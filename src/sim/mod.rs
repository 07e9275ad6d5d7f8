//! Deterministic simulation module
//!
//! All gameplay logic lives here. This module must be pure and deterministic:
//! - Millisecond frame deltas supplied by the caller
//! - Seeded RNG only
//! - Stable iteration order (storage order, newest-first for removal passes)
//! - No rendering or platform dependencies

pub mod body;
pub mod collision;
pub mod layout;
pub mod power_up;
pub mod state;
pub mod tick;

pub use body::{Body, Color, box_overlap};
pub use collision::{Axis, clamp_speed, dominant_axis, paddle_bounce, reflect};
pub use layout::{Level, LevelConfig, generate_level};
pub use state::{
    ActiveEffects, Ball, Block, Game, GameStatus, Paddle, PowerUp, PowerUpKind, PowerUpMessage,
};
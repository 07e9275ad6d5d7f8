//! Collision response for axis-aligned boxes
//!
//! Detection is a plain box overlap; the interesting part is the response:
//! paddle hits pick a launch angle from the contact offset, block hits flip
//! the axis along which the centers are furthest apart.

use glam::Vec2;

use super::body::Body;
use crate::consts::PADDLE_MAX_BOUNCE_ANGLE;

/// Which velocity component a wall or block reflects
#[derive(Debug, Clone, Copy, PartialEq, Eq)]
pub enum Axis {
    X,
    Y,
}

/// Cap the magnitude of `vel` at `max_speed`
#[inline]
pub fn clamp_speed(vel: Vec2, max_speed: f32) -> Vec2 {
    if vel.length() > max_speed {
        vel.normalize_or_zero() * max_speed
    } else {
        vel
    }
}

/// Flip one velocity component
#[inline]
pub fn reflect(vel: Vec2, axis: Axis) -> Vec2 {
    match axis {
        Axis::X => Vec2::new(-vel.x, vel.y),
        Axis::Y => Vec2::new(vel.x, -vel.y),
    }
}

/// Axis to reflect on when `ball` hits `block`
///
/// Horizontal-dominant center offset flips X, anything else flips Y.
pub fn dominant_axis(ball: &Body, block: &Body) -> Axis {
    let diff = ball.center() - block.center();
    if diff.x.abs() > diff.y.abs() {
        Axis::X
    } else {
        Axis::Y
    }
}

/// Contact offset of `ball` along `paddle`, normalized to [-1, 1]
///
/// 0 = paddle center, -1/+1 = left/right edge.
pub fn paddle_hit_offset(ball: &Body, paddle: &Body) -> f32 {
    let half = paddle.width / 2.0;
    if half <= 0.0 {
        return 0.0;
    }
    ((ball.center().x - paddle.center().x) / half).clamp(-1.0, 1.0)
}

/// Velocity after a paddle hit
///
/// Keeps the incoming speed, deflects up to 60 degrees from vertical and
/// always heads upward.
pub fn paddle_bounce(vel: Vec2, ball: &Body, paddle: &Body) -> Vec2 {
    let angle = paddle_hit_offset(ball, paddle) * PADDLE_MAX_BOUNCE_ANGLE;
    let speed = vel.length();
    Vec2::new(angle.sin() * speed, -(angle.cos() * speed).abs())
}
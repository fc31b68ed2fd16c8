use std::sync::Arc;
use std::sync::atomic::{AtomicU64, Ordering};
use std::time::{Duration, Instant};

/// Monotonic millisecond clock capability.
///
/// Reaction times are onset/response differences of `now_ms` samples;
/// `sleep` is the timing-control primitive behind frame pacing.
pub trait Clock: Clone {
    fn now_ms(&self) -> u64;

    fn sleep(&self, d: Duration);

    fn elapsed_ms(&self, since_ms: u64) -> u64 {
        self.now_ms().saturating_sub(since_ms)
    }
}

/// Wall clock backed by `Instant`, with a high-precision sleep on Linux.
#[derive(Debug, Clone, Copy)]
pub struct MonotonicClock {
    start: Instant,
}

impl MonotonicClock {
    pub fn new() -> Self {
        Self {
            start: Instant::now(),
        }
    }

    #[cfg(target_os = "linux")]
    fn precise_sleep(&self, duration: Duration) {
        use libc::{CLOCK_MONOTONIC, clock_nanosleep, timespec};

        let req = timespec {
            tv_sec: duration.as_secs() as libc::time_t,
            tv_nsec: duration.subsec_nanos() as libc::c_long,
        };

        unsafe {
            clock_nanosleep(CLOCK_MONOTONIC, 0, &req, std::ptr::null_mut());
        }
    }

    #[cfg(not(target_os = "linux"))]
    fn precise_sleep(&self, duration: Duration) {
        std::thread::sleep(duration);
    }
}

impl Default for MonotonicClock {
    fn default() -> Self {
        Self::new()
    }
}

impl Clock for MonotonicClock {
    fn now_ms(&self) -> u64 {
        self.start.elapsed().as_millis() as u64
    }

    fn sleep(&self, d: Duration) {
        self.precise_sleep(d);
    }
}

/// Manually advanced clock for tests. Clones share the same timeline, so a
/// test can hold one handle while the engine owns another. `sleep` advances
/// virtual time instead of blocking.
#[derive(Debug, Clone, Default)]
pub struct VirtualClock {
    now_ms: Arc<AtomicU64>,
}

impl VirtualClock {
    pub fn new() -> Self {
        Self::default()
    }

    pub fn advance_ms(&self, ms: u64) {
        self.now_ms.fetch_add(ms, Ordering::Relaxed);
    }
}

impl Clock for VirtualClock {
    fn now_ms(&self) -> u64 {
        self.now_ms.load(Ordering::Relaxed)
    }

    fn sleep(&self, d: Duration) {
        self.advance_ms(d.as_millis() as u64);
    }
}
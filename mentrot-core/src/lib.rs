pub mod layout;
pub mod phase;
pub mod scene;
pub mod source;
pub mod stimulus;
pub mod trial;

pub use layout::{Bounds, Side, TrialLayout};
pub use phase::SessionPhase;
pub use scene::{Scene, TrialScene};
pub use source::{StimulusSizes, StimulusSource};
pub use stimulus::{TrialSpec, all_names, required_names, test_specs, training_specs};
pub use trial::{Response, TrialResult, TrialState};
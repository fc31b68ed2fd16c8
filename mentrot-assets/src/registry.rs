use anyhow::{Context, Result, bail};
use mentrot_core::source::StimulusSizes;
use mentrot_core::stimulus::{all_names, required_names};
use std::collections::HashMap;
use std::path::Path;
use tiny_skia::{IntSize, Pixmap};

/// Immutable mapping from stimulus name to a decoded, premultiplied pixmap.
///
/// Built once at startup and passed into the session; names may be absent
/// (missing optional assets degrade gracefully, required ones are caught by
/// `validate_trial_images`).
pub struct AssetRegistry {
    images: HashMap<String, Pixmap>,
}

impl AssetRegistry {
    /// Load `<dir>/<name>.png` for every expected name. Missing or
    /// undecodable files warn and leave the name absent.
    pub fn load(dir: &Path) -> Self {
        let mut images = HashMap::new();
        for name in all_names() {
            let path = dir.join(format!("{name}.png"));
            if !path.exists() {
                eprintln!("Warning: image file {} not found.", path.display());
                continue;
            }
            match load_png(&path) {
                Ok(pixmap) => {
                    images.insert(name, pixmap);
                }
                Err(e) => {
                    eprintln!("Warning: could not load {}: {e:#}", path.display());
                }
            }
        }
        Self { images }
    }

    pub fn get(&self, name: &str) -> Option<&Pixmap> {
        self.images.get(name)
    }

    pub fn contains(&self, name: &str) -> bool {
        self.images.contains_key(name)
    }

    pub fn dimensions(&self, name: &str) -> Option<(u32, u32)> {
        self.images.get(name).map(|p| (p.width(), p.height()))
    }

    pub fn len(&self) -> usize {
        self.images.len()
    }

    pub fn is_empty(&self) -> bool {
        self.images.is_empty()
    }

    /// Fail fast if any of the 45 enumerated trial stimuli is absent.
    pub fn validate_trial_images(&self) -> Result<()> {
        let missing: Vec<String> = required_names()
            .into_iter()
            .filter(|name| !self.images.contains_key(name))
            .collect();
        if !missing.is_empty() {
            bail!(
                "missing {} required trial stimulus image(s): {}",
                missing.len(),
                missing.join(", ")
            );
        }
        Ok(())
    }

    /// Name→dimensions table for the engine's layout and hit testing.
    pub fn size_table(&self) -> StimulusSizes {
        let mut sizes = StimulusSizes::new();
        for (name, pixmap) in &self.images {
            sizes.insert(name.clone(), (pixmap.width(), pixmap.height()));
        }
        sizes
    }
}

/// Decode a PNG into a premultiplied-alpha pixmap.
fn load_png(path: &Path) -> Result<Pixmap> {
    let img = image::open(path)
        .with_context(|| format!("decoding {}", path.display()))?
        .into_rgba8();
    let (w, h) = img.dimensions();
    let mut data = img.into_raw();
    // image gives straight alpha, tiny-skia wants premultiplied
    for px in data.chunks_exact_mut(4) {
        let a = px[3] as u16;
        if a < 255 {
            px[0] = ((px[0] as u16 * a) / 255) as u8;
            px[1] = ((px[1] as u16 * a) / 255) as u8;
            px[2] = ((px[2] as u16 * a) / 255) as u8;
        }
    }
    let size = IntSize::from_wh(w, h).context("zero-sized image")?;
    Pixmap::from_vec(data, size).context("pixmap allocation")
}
^^^^^^^^^^^^^^^^
### Your objective
Copy the records above exactly, beginning at the line that contains "behind frame pacing." and stopping after the line that contains "pub struct MonotonicClock".

### Answer section
/// `sleep` is the timing-control primitive behind frame pacing.
pub trait Clock: Clone {
    fn now_ms(&self) -> u64;

    fn sleep(&self, d: Duration);

    fn elapsed_ms(&self, since_ms: u64) -> u64 {
        self.now_ms().saturating_sub(since_ms)
    }
}

/// Wall clock backed by `Instant`, with a high-precision sleep on Linux.
#[derive(Debug, Clone, Copy)]
pub struct MonotonicClock {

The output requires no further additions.